Please start any new threads on our new site at https://forums.sqlteam.com. We've got lots of great SQL Server experts to answer whatever question you can come up with.

 All Forums
 General SQL Server Forums
 New to SQL Server Programming
 Normalizing Large Database

Author  Topic 

TomNewYork
Starting Member

2 Posts

Posted - 2010-09-04 : 12:10:05
I need to normalize (if that's the right word) a very wide table with more than 100 million records, turning it into a pair of relational tables. For many variables in the table, there are 20 fields that could be filled in. For simplicity's sake, the table looks like this:

JoinID varchar(10)
Value1 varchar(8)
Value2 varchar(8)
Value3 varchar(8)
(so on, up to Value20)

The way the table is currently set up, if I want to find records where "Value" equals 'x', I need to search across 20 fields. I want to create a table that has one record for each of the 20 Value fields that are filled in, ignoring those that are null.
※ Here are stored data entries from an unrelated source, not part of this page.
//! Shared utilities for use cases.
//!
//! Contains cancellation checking and the retrying, logged model call used
//! by both prompts of a quiz turn.

use crate::config::RetryPolicy;
use crate::ports::conversation_logger::{ConversationEvent, ConversationLogger};
use crate::ports::llm_gateway::{GatewayError, LlmGateway};
use crate::use_cases::run_quiz_turn::QuizTurnError;
use quiz_domain::core::string::preview;
use std::time::Duration;
use tokio_util::sync::CancellationToken;
use tracing::{debug, error, info, warn};

/// Maximum bytes of model text echoed into tracing records
const LOG_PREVIEW_BYTES: usize = 200;

/// Check if cancellation has been requested.
///
/// Returns `Err(QuizTurnError::Cancelled)` if the token exists and is cancelled.
pub(crate) fn check_cancelled(token: &Option<CancellationToken>) -> Result<(), QuizTurnError> {
    if let Some(token) = token
        && token.is_cancelled()
    {
        return Err(QuizTurnError::Cancelled);
    }
    Ok(())
}

/// Sleep for `delay`, waking early with `Cancelled` if the token fires.
async fn backoff_sleep(
    delay: Duration,
    token: &Option<CancellationToken>,
) -> Result<(), QuizTurnError> {
    match token {
        Some(token) => tokio::select! {
            _ = tokio::time::sleep(delay) => Ok(()),
            _ = token.cancelled() => Err(QuizTurnError::Cancelled),
        },
        None => {
            tokio::time::sleep(delay).await;
            Ok(())
        }
    }
}

/// Await one model call, abandoning it if the token fires first.
async fn complete_or_cancel(
    gateway: &dyn LlmGateway,
    prompt: &str,
    purpose: &'static str,
    token: &Option<CancellationToken>,
) -> Result<Result<String, GatewayError>, QuizTurnError> {
    let call = gateway.complete(prompt);
    match token {
        Some(token) => tokio::select! {
            result = call => Ok(result),
            _ = token.cancelled() => {
                warn!(purpose, "Cancelled while waiting for model");
                Err(QuizTurnError::Cancelled)
            }
        },
        None => Ok(call.await),
    }
}

/// Send a prompt, retrying rate-limited attempts per `policy`.
///
/// `purpose` labels the call in logs and the transcript
/// ("probability_update" or "next_question"). Non-rate-limit errors are
/// returned on the first occurrence. A fired token ends the call in flight.
pub(crate) async fn complete_with_retry(
    gateway: &dyn LlmGateway,
    prompt: &str,
    purpose: &'static str,
    policy: &RetryPolicy,
    logger: &dyn ConversationLogger,
    cancellation_token: &Option<CancellationToken>,
) -> Result<String, QuizTurnError> {
    let mut retry = 0u32;

    loop {
        check_cancelled(cancellation_token)?;

        info!(
            purpose,
            model = gateway.model(),
            attempt = retry + 1,
            prompt_bytes = prompt.len(),
            "Submitting prompt"
        );
        debug!(purpose, prompt = %prompt, "Prompt body");
        logger.log(ConversationEvent::new(
            "prompt_submitted",
            serde_json::json!({
                "purpose": purpose,
                "model": gateway.model(),
                "attempt": retry + 1,
                "prompt": prompt,
            }),
        ));

        let error = match complete_or_cancel(gateway, prompt, purpose, cancellation_token).await? {
            Ok(text) => {
                info!(
                    purpose,
                    bytes = text.len(),
                    preview = %preview(&text, LOG_PREVIEW_BYTES),
                    "Response received"
                );
                logger.log(ConversationEvent::new(
                    "response_received",
                    serde_json::json!({
                        "purpose": purpose,
                        "model": gateway.model(),
                        "bytes": text.len(),
                        "text": text,
                    }),
                ));
                return Ok(text);
            }
            Err(e) => e,
        };

        if error.is_rate_limited()
            && let Some(delay) = policy.delay_for(retry)
        {
            let delay = error
                .retry_after()
                .map_or(delay, |hint| hint.max(delay))
                .min(policy.max_backoff);
            warn!(
                purpose,
                retry = retry + 1,
                max_retries = policy.max_retries,
                delay_ms = delay.as_millis() as u64,
                "Rate limited, backing off"
            );
            backoff_sleep(delay, cancellation_token).await?;
            retry += 1;
            continue;
        }

        return Err(gateway_failure(purpose, error, logger));
    }
}

fn gateway_failure(
    purpose: &'static str,
    error: GatewayError,
    logger: &dyn ConversationLogger,
) -> QuizTurnError {
    error!(purpose, error = %error, "Error calling model");
    logger.log(ConversationEvent::new(
        "gateway_error",
        serde_json::json!({
            "purpose": purpose,
            "error": error.to_string(),
        }),
    ));
    QuizTurnError::Gateway(error)
}
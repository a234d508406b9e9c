//! String utilities for the domain layer.

/// Single-line preview of model text for log records (UTF-8 safe).
///
/// Newlines are folded into spaces and the result is cut at `max_len` bytes
/// on a character boundary, with `...` appended when anything was dropped.
pub fn preview(s: &str, max_len: usize) -> String {
    let flat: String = s
        .chars()
        .map(|c| if c == '\n' || c == '\r' { ' ' } else { c })
        .collect();
    if flat.len() <= max_len {
        return flat;
    }
    let mut end = max_len.saturating_sub(3).min(flat.len());
    while end > 0 && !flat.is_char_boundary(end) {
        end -= 1;
    }
    format!("{}...", &flat[..end])
}

#[cfg(test)]
mod tests {
    use super::*;

    #[test]
    fn test_preview_short_text_unchanged() {
        assert_eq!(preview("Do you like maps?", 40), "Do you like maps?");
    }

    #[test]
    fn test_preview_folds_newlines() {
        assert_eq!(preview("line one\nline two", 40), "line one line two");
    }

    #[test]
    fn test_preview_truncates_on_char_boundary() {
        assert_eq!(preview("hello world", 8), "hello...");
        // 'é' is two bytes; the cut must not land inside it
        assert_eq!(preview("ééééé", 7), "éé...");
    }
}
//! Errors raised while turning configuration into runtime settings

use super::file_config::ConfigIssue;
use thiserror::Error;

#[derive(Debug, Error)]
pub enum ConfigError {
    #[error("failed to load configuration: {0}")]
    Load(#[from] Box<figment::Error>),

    #[error("no API key: set {env} or model.api_key")]
    MissingApiKey { env: String },

    #[error("invalid configuration:\n{}", format_issues(.0))]
    Invalid(Vec<ConfigIssue>),
}

fn format_issues(issues: &[ConfigIssue]) -> String {
    issues
        .iter()
        .map(|issue| format!("  - {}", issue))
        .collect::<Vec<_>>()
        .join("\n")
}

#[cfg(test)]
mod tests {
    use super::*;
    use crate::config::FileConfig;

    #[test]
    fn test_invalid_lists_each_issue() {
        let mut config = FileConfig::default();
        config.quiz.threshold = 0.0;
        config.quiz.timeout_seconds = Some(0);

        let message = ConfigError::Invalid(config.validate()).to_string();
        assert!(message.starts_with("invalid configuration:"));
        assert!(message.contains("error: quiz.threshold"));
        assert!(message.contains("error: quiz.timeout_seconds"));
    }

    #[test]
    fn test_missing_api_key_names_variable() {
        let err = ConfigError::MissingApiKey {
            env: "GPT4_API_KEY".to_string(),
        };
        assert_eq!(err.to_string(), "no API key: set GPT4_API_KEY or model.api_key");
    }
}
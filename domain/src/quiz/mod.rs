//! Quiz domain
//!
//! The category ledger and the rules that drive one quiz turn:
//!
//! - [`entities`]: `Category`, `QuizState`, `Verdict`, `TurnOutcome`
//! - [`value_objects`]: `ConfidenceThreshold`
//! - [`ledger`]: applying updates, finding a winner
//! - [`interpreter`]: parsing model replies
//! - [`phase`]: turn state machine

pub mod entities;
pub mod interpreter;
pub mod ledger;
pub mod phase;
pub mod value_objects;
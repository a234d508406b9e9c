//! Application layer for sorting-quiz
//!
//! This crate contains the turn use case, port definitions, and application
//! configuration. It depends only on the domain layer.

pub mod config;
pub mod ports;
pub mod use_cases;

// Re-export commonly used types
pub use config::{BehaviorConfig, RetryPolicy};
pub use ports::{
    conversation_logger::{ConversationEvent, ConversationLogger, NoConversationLogger},
    llm_gateway::{GatewayError, LlmGateway},
};
pub use use_cases::run_quiz_turn::{QuizTurnError, QuizTurnInput, RunQuizTurnUseCase};
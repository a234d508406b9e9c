//! CLI command definitions

use clap::Parser;
use std::path::PathBuf;

/// CLI arguments for sorting-quiz
#[derive(Parser, Debug)]
#[command(name = "sorting-quiz")]
#[command(author, version, about = "Adaptive quiz server that sorts you into a category")]
#[command(long_about = r#"
Sorting Quiz serves an HTTP API that asks one adaptive question per request.
The client sends its quiz state (categories with probabilities) and the
user's answer; the server asks a language model to update the probabilities
and pick the next question, and names a winner once one category is likely
enough.

Configuration files are loaded from (in priority order):
1. QUIZ_<SECTION>__<KEY>  Environment overrides
2. --config <path>        Explicit config file
3. ./quiz.toml            Project-level config
4. ~/.config/sorting-quiz/config.toml   Global config

The API key is read from GPT4_API_KEY unless model.api_key_env says otherwise.

Example:
  sorting-quiz --bind 0.0.0.0:8080
  sorting-quiz --config ./staging.toml -vv
"#)]
pub struct Cli {
    /// Address to listen on (overrides server.bind)
    #[arg(short, long, value_name = "ADDR")]
    pub bind: Option<String>,

    /// Verbosity level (-v = info, -vv = debug, -vvv = trace)
    #[arg(short, long, action = clap::ArgAction::Count)]
    pub verbose: u8,

    /// Path to configuration file
    #[arg(long, value_name = "PATH")]
    pub config: Option<PathBuf>,

    /// Disable loading of configuration files
    #[arg(long)]
    pub no_config: bool,

    /// Show configuration file locations and exit
    #[arg(long)]
    pub show_config: bool,
}

impl Cli {
    /// Log filter directive chosen by `-v`, if any was given.
    pub fn verbosity_filter(&self) -> Option<&'static str> {
        match self.verbose {
            0 => None,
            1 => Some("info"),
            2 => Some("debug"),
            _ => Some("trace"),
        }
    }
}
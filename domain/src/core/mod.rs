//! Core domain concepts shared across all subdomains.
//!
//! - [`error`]: validation, response and state errors
//! - [`string`]: UTF-8 safe truncation for log previews

pub mod error;
pub mod string;
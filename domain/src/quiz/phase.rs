//! Quiz turn phases

use super::entities::QuizState;

/// Where a quiz stands within the turn cycle
///
/// ```text
/// AwaitingFirstQuestion ──▶ SelectingNextQuestion ──▶ Resolved
///                                 ▲      │
///                                 │      ▼
/// UpdatingProbabilities ◀── AwaitingAnswer
/// ```
#[derive(Debug, Clone, Copy, PartialEq, Eq, Hash)]
pub enum QuizPhase {
    /// No question has been asked yet
    AwaitingFirstQuestion,
    /// A question is out and the client owes an answer
    AwaitingAnswer,
    /// Folding the user's answer into the probabilities
    UpdatingProbabilities,
    /// Asking the model for the next question
    SelectingNextQuestion,
    /// A category reached the threshold
    Resolved,
}

impl QuizPhase {
    /// Resting phase of a client-held state
    pub fn of_state(state: &QuizState) -> Self {
        if state.current_question.is_none() {
            QuizPhase::AwaitingFirstQuestion
        } else {
            QuizPhase::AwaitingAnswer
        }
    }

    /// First working phase for an incoming request.
    ///
    /// Probabilities are only updated when the state names the category the
    /// last question targeted and the request carries a non-blank answer.
    pub fn entry(state: &QuizState, answer: Option<&str>) -> Self {
        let has_answer = answer.is_some_and(|a| !a.trim().is_empty());
        if state.current_category.is_some() && has_answer {
            QuizPhase::UpdatingProbabilities
        } else {
            QuizPhase::SelectingNextQuestion
        }
    }

    pub fn as_str(&self) -> &str {
        match self {
            QuizPhase::AwaitingFirstQuestion => "awaiting_first_question",
            QuizPhase::AwaitingAnswer => "awaiting_answer",
            QuizPhase::UpdatingProbabilities => "updating_probabilities",
            QuizPhase::SelectingNextQuestion => "selecting_next_question",
            QuizPhase::Resolved => "resolved",
        }
    }
}

impl std::fmt::Display for QuizPhase {
    fn fmt(&self, f: &mut std::fmt::Formatter<'_>) -> std::fmt::Result {
        write!(f, "{}", self.as_str())
    }
}

#[cfg(test)]
mod tests {
    use super::*;
    use crate::quiz::entities::Category;

    fn state() -> QuizState {
        QuizState::new(vec![Category::new("A", 0.5), Category::new("B", 0.5)])
    }

    #[test]
    fn test_of_state() {
        assert_eq!(QuizPhase::of_state(&state()), QuizPhase::AwaitingFirstQuestion);
        assert_eq!(
            QuizPhase::of_state(&state().with_current_question("Q?")),
            QuizPhase::AwaitingAnswer
        );
    }

    #[test]
    fn test_entry_updates_only_with_category_and_answer() {
        let targeted = state().with_current_category("A");
        assert_eq!(
            QuizPhase::entry(&targeted, Some("I like puzzles")),
            QuizPhase::UpdatingProbabilities
        );
        assert_eq!(
            QuizPhase::entry(&targeted, None),
            QuizPhase::SelectingNextQuestion
        );
        assert_eq!(
            QuizPhase::entry(&targeted, Some("   ")),
            QuizPhase::SelectingNextQuestion
        );
        assert_eq!(
            QuizPhase::entry(&state(), Some("I like puzzles")),
            QuizPhase::SelectingNextQuestion
        );
    }
}
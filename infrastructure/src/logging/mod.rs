//! Logging infrastructure: the JSONL model transcript.
//!
//! Provides [`JsonlConversationLogger`], a JSONL file writer that implements
//! the [`ConversationLogger`](quiz_application::ConversationLogger) port.

mod jsonl_logger;

pub use jsonl_logger::JsonlConversationLogger;
//! Domain layer for sorting-quiz
//!
//! This crate contains the quiz entities and the pure decision logic of a
//! turn. It has no dependencies on infrastructure or presentation concerns.
//!
//! # Core Concepts
//!
//! ## Category Ledger
//!
//! The running belief that the user belongs to each category. Updates come
//! from the model as a name → probability map and are applied atomically.
//!
//! ## Turn
//!
//! One request/response cycle: optionally fold the user's answer into the
//! ledger, ask for the next question, and resolve once a category reaches the
//! confidence threshold.

pub mod core;
pub mod prompt;
pub mod quiz;

// Re-export commonly used types
pub use core::error::{ResponseError, StateError, ValidationError};
pub use prompt::QuizPromptTemplate;
pub use quiz::{
    entities::{Category, QuizState, TurnOutcome, Verdict},
    interpreter::{parse_probability_update, parse_question_text},
    ledger::{apply_update, find_winner, leading_category, renormalize},
    phase::QuizPhase,
    value_objects::ConfidenceThreshold,
};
The only way I know to do that is something like below, which can take 20 hours on my table. Is there a more efficient (faster) way to do this? Thanks in advance for any advice.

Tom

DECLARE @sql varchar(Max)

WHILE (@step < 21)


USE SANDBOX


DECLARE @table varchar(500)

SET @table ='Receptacle'

DECLARE @step int

set @step = 1

BEGIN

SET @sql = '

USE SANDBOX

INSERT INTO ' + @table +'

(

JoinID, Step, Value

)

SELECT

JoinID,

' + CONVERT(varchar(2),@step) + ' as Step,

Value' + CONVERT(varchar(2),@step) +' as HCFPCL

FROM SANBOX.dbo.TABLE

WHERE VALUE' + CONVERT(varchar(2),@step) +' is not null

'

EXEC(@SQL)

SET @step+=1

END

Kristen
Test

22859 Posts

Posted - 2010-09-05 : 03:04:55
I don't see why you need dynamic SQL? Although I don't suppose it makes much difference, but as complexity increases it will make it harder to debug - given there are only 20 columns I would "unravel" it into a static SQL script

Doing an insert of 100Million records, in one go, will a) take a while and b) use a huge amount of log space - although if many of the rows have NULL for a value then the number of inserts will be smaller / maybe very small.

My approach for batch-processing large numbers of records is to get all the PK IDs into a temporary table, and then process the data in reasonably sized batches. (On a live system I will also monitor the time that each batch takes and adjust the batch size accordingly - so that if the system gets busy,. batches take longer, then batch size will reduce - and conversely grow when the system is not busy).

However, given that you are only inserting the JoinID and Value (plus a "type" indicator [Step]) then that is much the same as the Temp table size anyway. I would still be inclined to do it in batches.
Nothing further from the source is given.